| Task objective |
I need all the entries repeated exactly as written.

--- Input records Enclosed Below ---

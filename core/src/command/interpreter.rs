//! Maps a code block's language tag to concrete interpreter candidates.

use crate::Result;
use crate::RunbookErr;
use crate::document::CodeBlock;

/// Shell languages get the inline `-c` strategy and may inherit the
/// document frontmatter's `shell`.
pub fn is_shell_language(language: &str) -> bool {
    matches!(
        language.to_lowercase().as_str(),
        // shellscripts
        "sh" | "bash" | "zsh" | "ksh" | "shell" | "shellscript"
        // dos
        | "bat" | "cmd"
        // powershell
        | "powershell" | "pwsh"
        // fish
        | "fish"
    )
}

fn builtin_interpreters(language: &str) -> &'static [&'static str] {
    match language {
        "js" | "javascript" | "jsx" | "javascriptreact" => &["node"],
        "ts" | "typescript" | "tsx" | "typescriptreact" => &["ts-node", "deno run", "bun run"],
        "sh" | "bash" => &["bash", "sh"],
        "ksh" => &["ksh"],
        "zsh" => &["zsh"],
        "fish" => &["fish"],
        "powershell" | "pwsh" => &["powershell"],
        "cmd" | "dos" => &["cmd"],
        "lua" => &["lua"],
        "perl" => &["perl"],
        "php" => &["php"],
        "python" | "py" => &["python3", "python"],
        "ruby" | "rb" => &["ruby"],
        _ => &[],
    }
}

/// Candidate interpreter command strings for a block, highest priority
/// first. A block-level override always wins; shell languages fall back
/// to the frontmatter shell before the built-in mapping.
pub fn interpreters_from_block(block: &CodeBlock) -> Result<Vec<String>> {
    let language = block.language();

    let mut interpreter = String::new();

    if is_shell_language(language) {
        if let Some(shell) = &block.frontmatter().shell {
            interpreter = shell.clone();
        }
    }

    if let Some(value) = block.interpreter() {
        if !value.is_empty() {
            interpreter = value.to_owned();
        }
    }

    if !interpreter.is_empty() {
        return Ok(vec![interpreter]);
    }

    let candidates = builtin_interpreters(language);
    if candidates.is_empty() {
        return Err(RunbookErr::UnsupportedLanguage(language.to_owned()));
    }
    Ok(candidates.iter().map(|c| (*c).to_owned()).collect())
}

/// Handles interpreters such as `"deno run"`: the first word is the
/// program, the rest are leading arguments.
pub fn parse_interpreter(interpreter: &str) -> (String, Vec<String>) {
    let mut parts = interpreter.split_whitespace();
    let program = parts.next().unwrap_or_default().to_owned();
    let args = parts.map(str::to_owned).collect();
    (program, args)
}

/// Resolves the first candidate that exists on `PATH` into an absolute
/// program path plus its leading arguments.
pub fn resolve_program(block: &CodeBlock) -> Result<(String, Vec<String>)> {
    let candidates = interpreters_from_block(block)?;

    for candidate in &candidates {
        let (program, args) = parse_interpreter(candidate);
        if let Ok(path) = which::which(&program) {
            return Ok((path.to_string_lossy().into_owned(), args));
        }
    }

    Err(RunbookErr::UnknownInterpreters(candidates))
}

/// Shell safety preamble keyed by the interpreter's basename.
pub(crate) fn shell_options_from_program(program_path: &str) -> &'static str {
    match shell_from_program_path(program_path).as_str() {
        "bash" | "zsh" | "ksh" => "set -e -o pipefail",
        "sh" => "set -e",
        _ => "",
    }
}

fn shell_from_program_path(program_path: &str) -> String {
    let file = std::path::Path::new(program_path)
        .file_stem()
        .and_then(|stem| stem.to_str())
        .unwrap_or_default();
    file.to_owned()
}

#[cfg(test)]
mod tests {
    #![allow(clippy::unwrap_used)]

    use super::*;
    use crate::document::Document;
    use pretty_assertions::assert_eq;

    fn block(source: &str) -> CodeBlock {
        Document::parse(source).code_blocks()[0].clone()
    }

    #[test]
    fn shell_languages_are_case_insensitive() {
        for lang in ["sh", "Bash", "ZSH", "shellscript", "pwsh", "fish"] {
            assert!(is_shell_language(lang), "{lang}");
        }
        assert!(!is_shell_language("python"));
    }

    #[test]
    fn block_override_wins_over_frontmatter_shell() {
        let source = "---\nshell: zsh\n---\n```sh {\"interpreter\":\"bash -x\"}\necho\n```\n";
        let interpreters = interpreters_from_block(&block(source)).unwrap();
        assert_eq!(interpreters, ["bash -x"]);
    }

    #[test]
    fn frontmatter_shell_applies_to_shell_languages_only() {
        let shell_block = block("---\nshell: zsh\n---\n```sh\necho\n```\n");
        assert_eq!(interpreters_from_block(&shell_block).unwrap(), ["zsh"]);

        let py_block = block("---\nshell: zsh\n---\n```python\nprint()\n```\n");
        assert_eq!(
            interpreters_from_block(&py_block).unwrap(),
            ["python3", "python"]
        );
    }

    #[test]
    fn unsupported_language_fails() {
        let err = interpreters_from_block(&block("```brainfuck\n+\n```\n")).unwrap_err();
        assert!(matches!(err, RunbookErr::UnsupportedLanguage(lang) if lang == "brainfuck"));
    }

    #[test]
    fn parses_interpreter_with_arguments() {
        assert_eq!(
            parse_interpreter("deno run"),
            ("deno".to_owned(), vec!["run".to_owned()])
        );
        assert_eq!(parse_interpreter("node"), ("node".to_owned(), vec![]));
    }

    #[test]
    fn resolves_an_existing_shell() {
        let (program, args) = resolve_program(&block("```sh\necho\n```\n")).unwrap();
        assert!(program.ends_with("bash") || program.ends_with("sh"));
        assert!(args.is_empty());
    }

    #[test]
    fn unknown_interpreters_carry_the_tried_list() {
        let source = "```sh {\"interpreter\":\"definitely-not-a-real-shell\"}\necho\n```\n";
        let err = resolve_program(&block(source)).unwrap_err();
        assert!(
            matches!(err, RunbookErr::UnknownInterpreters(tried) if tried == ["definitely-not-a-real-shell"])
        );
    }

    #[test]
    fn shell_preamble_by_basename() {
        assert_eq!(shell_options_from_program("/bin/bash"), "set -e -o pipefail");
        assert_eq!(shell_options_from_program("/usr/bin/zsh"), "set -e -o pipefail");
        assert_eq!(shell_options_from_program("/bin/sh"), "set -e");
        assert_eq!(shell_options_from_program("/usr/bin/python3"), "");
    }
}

--- End of Enclosed Input records ---

| Written reply |
filename core/src/command/interpreter.rs
//! Maps a code block's language tag to concrete interpreter candidates.

use crate::Result;
use crate::RunbookErr;
use crate::document::CodeBlock;

/// Shell languages get the inline `-c` strategy and may inherit the
/// document frontmatter's `shell`.
pub fn is_shell_language(language: &str) -> bool {
    matches!(
        language.to_lowercase().as_str(),
        // shellscripts
        "sh" | "bash" | "zsh" | "ksh" | "shell" | "shellscript"
        // dos
        | "bat" | "cmd"
        // powershell
        | "powershell" | "pwsh"
        // fish
        | "fish"
    )
}

fn builtin_interpreters(language: &str) -> &'static [&'static str] {
    match language {
        "js" | "javascript" | "jsx" | "javascriptreact" => &["node"],
        "ts" | "typescript" | "tsx" | "typescriptreact" => &["ts-node", "deno run", "bun run"],
        "sh" | "bash" => &["bash", "sh"],
        "ksh" => &["ksh"],
        "zsh" => &["zsh"],
        "fish" => &["fish"],
        "powershell" | "pwsh" => &["powershell"],
        "cmd" | "dos" => &["cmd"],
        "lua" => &["lua"],
        "perl" => &["perl"],
        "php" => &["php"],
        "python" | "py" => &["python3", "python"],
        "ruby" | "rb" => &["ruby"],
        _ => &[],
    }
}

/// Candidate interpreter command strings for a block, highest priority
/// first. A block-level override always wins; shell languages fall back
/// to the frontmatter shell before the built-in mapping.
pub fn interpreters_from_block(block: &CodeBlock) -> Result<Vec<String>> {
    let language = block.language();

    let mut interpreter = String::new();

    if is_shell_language(language) {
        if let Some(shell) = &block.frontmatter().shell {
            interpreter = shell.clone();
        }
    }

    if let Some(value) = block.interpreter() {
        if !value.is_empty() {
            interpreter = value.to_owned();
        }
    }

    if !interpreter.is_empty() {
        return Ok(vec![interpreter]);
    }

    let candidates = builtin_interpreters(language);
    if candidates.is_empty() {
        return Err(RunbookErr::UnsupportedLanguage(language.to_owned()));
    }
    Ok(candidates.iter().map(|c| (*c).to_owned()).collect())
}

/// Handles interpreters such as `"deno run"`: the first word is the
/// program, the rest are leading arguments.
pub fn parse_interpreter(interpreter: &str) -> (String, Vec<String>) {
    let mut parts = interpreter.split_whitespace();
    let program = parts.next().unwrap_or_default().to_owned();
    let args = parts.map(str::to_owned).collect();
    (program, args)
}

/// Resolves the first candidate that exists on `PATH` into an absolute
/// program path plus its leading arguments.
pub fn resolve_program(block: &CodeBlock) -> Result<(String, Vec<String>)> {
    let candidates = interpreters_from_block(block)?;

    for candidate in &candidates {
        let (program, args) = parse_interpreter(candidate);
        if let Ok(path) = which::which(&program) {
            return Ok((path.to_string_lossy().into_owned(), args));
        }
    }

    Err(RunbookErr::UnknownInterpreters(candidates))
}

/// Shell safety preamble keyed by the interpreter's basename.
pub(crate) fn shell_options_from_program(program_path: &str) -> &'static str {
    match shell_from_program_path(program_path).as_str() {
        "bash" | "zsh" | "ksh" => "set -e -o pipefail",
        "sh" => "set -e",
        _ => "",
    }
}

fn shell_from_program_path(program_path: &str) -> String {
    let file = std::path::Path::new(program_path)
        .file_stem()
        .and_then(|stem| stem.to_str())
        .unwrap_or_default();
    file.to_owned()
}

#[cfg(test)]
mod tests {
    #![allow(clippy::unwrap_used)]

    use super::*;
    use crate::document::Document;
    use pretty_assertions::assert_eq;

    fn block(source: &str) -> CodeBlock {
        Document::parse(source).code_blocks()[0].clone()
    }

    #[test]
    fn shell_languages_are_case_insensitive() {
        for lang in ["sh", "Bash", "ZSH", "shellscript", "pwsh", "fish"] {
            assert!(is_shell_language(lang), "{lang}");
        }
        assert!(!is_shell_language("python"));
    }

    #[test]
    fn block_override_wins_over_frontmatter_shell() {
        let source = "---\nshell: zsh\n---\n```sh {\"interpreter\":\"bash -x\"}\necho\n```\n";
        let interpreters = interpreters_from_block(&block(source)).unwrap();
        assert_eq!(interpreters, ["bash -x"]);
    }

    #[test]
    fn frontmatter_shell_applies_to_shell_languages_only() {
        let shell_block = block("---\nshell: zsh\n---\n```sh\necho\n```\n");
        assert_eq!(interpreters_from_block(&shell_block).unwrap(), ["zsh"]);

        let py_block = block("---\nshell: zsh\n---\n```python\nprint()\n```\n");
        assert_eq!(
            interpreters_from_block(&py_block).unwrap(),
            ["python3", "python"]
        );
    }

    #[test]
    fn unsupported_language_fails() {
        let err = interpreters_from_block(&block("```brainfuck\n+\n```\n")).unwrap_err();
        assert!(matches!(err, RunbookErr::UnsupportedLanguage(lang) if lang == "brainfuck"));
    }

    #[test]
    fn parses_interpreter_with_arguments() {
        assert_eq!(
            parse_interpreter("deno run"),
            ("deno".to_owned(), vec!["run".to_owned()])
        );
        assert_eq!(parse_interpreter("node"), ("node".to_owned(), vec![]));
    }

    #[test]
    fn resolves_an_existing_shell() {
        let (program, args) = resolve_program(&block("```sh\necho\n```\n")).unwrap();
        assert!(program.ends_with("bash") || program.ends_with("sh"));
        assert!(args.is_empty());
    }

    #[test]
    fn unknown_interpreters_carry_the_tried_list() {
        let source = "```sh {\"interpreter\":\"definitely-not-a-real-shell\"}\necho\n```\n";
        let err = resolve_program(&block(source)).unwrap_err();
        assert!(
            matches!(err, RunbookErr::UnknownInterpreters(tried) if tried == ["definitely-not-a-real-shell"])
        );
    }

    #[test]
    fn shell_preamble_by_basename() {
        assert_eq!(shell_options_from_program("/bin/bash"), "set -e -o pipefail");
        assert_eq!(shell_options_from_program("/usr/bin/zsh"), "set -e -o pipefail");
        assert_eq!(shell_options_from_program("/bin/sh"), "set -e");
        assert_eq!(shell_options_from_program("/usr/bin/python3"), "");
    }
}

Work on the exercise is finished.